Dataset entries
<<<<
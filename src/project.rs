//! Row projection: one flat relational row → one [`Sighting`] or [`Vacancy`].

use crate::error::ReportError;
use crate::models::{Confirmation, GeoKey, LocationRow, Sighting, SightingRow, Tag, Vacancy};
use crate::store::AltNameLookup;

/// Project an active row.
///
/// The row must already represent a sighting; rows with no species label
/// are malformed, not vacant.
pub fn project(
    row: &SightingRow,
    alternates: Option<&dyn AltNameLookup>,
    notable_label: &str,
) -> Result<Sighting, ReportError> {
    let label = required(row.species.as_deref(), row.location_id, "species")?;
    let primary_name = required(row.official_name.as_deref(), row.location_id, "official_name")?;

    let is_notable = [&row.category_type, &row.category_subtype]
        .iter()
        .any(|cat| cat.as_deref().map(str::trim) == Some(notable_label));

    Ok(Sighting {
        location_id: row.location_id,
        label,
        primary_name,
        short_name: non_blank(row.short_name.as_deref()),
        alternate_names: alternates
            .map(|lookup| lookup.alternate_names(row.location_id))
            .unwrap_or_default(),
        sub_area: non_blank(row.sub_area.as_deref()),
        area: non_blank(row.area.as_deref()),
        note: non_blank(row.notes.as_deref()),
        restricted: truthy(row.private),
        confirmation: Confirmation::from_marker(row.confirmation),
        tag: if is_notable { Tag::Notable } else { Tag::Ordinary },
        category_code: row.category_code,
    })
}

/// Project a location that has no row for the period.
pub fn project_vacancy(row: &LocationRow) -> Result<Vacancy, ReportError> {
    let primary = required(row.official_name.as_deref(), row.location_id, "official_name")?;
    Ok(Vacancy {
        location_id: row.location_id,
        name: non_blank(row.short_name.as_deref()).unwrap_or(primary),
        geo: GeoKey::derive(row.sub_area.as_deref(), row.area.as_deref()),
        restricted: truthy(row.private),
    })
}

fn required(
    value: Option<&str>,
    location_id: i64,
    field: &'static str,
) -> Result<String, ReportError> {
    non_blank(value).ok_or(ReportError::MalformedRow { location_id, field })
}

fn non_blank(value: Option<&str>) -> Option<String> {
    value
        .map(str::trim)
        .filter(|s| !s.is_empty())
        .map(str::to_string)
}

fn truthy(flag: Option<i64>) -> bool {
    matches!(flag, Some(v) if v != 0)
}
//! SQLite-backed [`SightingStore`].
//!
//! Maps each read to the joins over `species_list`, `nest_locations`,
//! `neighborhoods` (sub-area), `regions` (area), and `species_info`
//! (category lookup).

use anyhow::Result;
use async_trait::async_trait;
use chrono::NaiveDate;
use sqlx::{Row, SqlitePool};

use crate::models::{LocationRow, ReportingPeriod, SightingRow};

use super::{AltNameIndex, SightingStore};

pub struct SqliteStore {
    pool: SqlitePool,
}

impl SqliteStore {
    pub fn new(pool: SqlitePool) -> Self {
        Self { pool }
    }

    pub async fn close(self) {
        self.pool.close().await;
    }
}

#[async_trait]
impl SightingStore for SqliteStore {
    async fn periods(&self) -> Result<Vec<ReportingPeriod>> {
        let rows = sqlx::query("SELECT num, date, special_note FROM rotation_dates ORDER BY date ASC, num ASC")
            .fetch_all(&self.pool)
            .await?;

        let mut periods = Vec::with_capacity(rows.len());
        for row in &rows {
            let num: i64 = row.get("num");
            let raw: String = row.get("date");
            match parse_period_date(&raw) {
                Some(date) => periods.push(ReportingPeriod {
                    num,
                    date,
                    special_note: row.get("special_note"),
                }),
                None => tracing::warn!(period = num, date = %raw, "skipping rotation with unparseable date"),
            }
        }
        periods.sort_by_key(|p| p.date);
        Ok(periods)
    }

    async fn active_rows(&self, period_num: i64) -> Result<Vec<SightingRow>> {
        let rows = sqlx::query(
            r#"
            SELECT
                nl.nest_id,
                sl.species_txt,
                sl.confirmation,
                COALESCE(sl.species_no, si.dex) AS category_code,
                nl.official_name,
                nl.short_name,
                nl.notes,
                nl.private,
                n.name AS sub_area,
                r.name AS area,
                si.category_type,
                si.category_subtype
            FROM species_list sl
                JOIN nest_locations nl ON sl.nestid = nl.nest_id
                LEFT OUTER JOIN neighborhoods n ON nl.location = n.id
                LEFT OUTER JOIN regions r ON n.region = r.id
                LEFT OUTER JOIN species_info si ON si.name = sl.species_txt
            WHERE sl.rotation_num = ?
            ORDER BY nl.nest_id
            "#,
        )
        .bind(period_num)
        .fetch_all(&self.pool)
        .await?;

        Ok(rows
            .iter()
            .map(|row| SightingRow {
                location_id: row.get("nest_id"),
                species: row.get("species_txt"),
                confirmation: row.get("confirmation"),
                official_name: row.get("official_name"),
                short_name: row.get("short_name"),
                notes: row.get("notes"),
                private: row.get("private"),
                sub_area: row.get("sub_area"),
                area: row.get("area"),
                category_code: row.get("category_code"),
                category_type: row.get("category_type"),
                category_subtype: row.get("category_subtype"),
            })
            .collect())
    }

    async fn vacant_locations(&self, period_num: i64) -> Result<Vec<LocationRow>> {
        let rows = sqlx::query(
            r#"
            SELECT
                nl.nest_id,
                nl.official_name,
                nl.short_name,
                nl.notes,
                nl.private,
                n.name AS sub_area,
                r.name AS area
            FROM nest_locations nl
                LEFT OUTER JOIN neighborhoods n ON nl.location = n.id
                LEFT OUTER JOIN regions r ON n.region = r.id
            WHERE NOT EXISTS (
                SELECT 1 FROM species_list sl
                WHERE sl.rotation_num = ? AND sl.nestid = nl.nest_id
            )
            ORDER BY nl.nest_id
            "#,
        )
        .bind(period_num)
        .fetch_all(&self.pool)
        .await?;

        Ok(rows
            .iter()
            .map(|row| LocationRow {
                location_id: row.get("nest_id"),
                official_name: row.get("official_name"),
                short_name: row.get("short_name"),
                notes: row.get("notes"),
                private: row.get("private"),
                sub_area: row.get("sub_area"),
                area: row.get("area"),
            })
            .collect())
    }

    async fn alternate_names(&self) -> Result<AltNameIndex> {
        let rows = sqlx::query(
            "SELECT main_entry, name FROM alt_names \
             WHERE hideme IS NULL OR hideme = 0 \
             ORDER BY main_entry, rowid",
        )
        .fetch_all(&self.pool)
        .await?;

        let mut index = AltNameIndex::new();
        for row in &rows {
            let location_id: i64 = row.get("main_entry");
            let name: String = row.get("name");
            index.insert(location_id, name);
        }
        Ok(index)
    }
}

/// Rotation dates are stored as `YYYY-MM-DD`, sometimes with a time suffix.
pub(crate) fn parse_period_date(raw: &str) -> Option<NaiveDate> {
    let day = raw.trim().split([' ', 'T']).next()?;
    NaiveDate::parse_from_str(day, "%Y-%m-%d").ok()
}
>>>>
● **TASK DETAILS**
I'd like the lines above from the one with "async fn active_rows(&self, period_num: i64)" up to and including the one with "LEFT OUTER JOIN species_info" copied exactly, with no other lines.

● **RESULT OF THIS TASK**
    async fn active_rows(&self, period_num: i64) -> Result<Vec<SightingRow>> {
        let rows = sqlx::query(
            r#"
            SELECT
                nl.nest_id,
                sl.species_txt,
                sl.confirmation,
                COALESCE(sl.species_no, si.dex) AS category_code,
                nl.official_name,
                nl.short_name,
                nl.notes,
                nl.private,
                n.name AS sub_area,
                r.name AS area,
                si.category_type,
                si.category_subtype
            FROM species_list sl
                JOIN nest_locations nl ON sl.nestid = nl.nest_id
                LEFT OUTER JOIN neighborhoods n ON nl.location = n.id
                LEFT OUTER JOIN regions r ON n.region = r.id
                LEFT OUTER JOIN species_info si ON si.name = sl.species_txt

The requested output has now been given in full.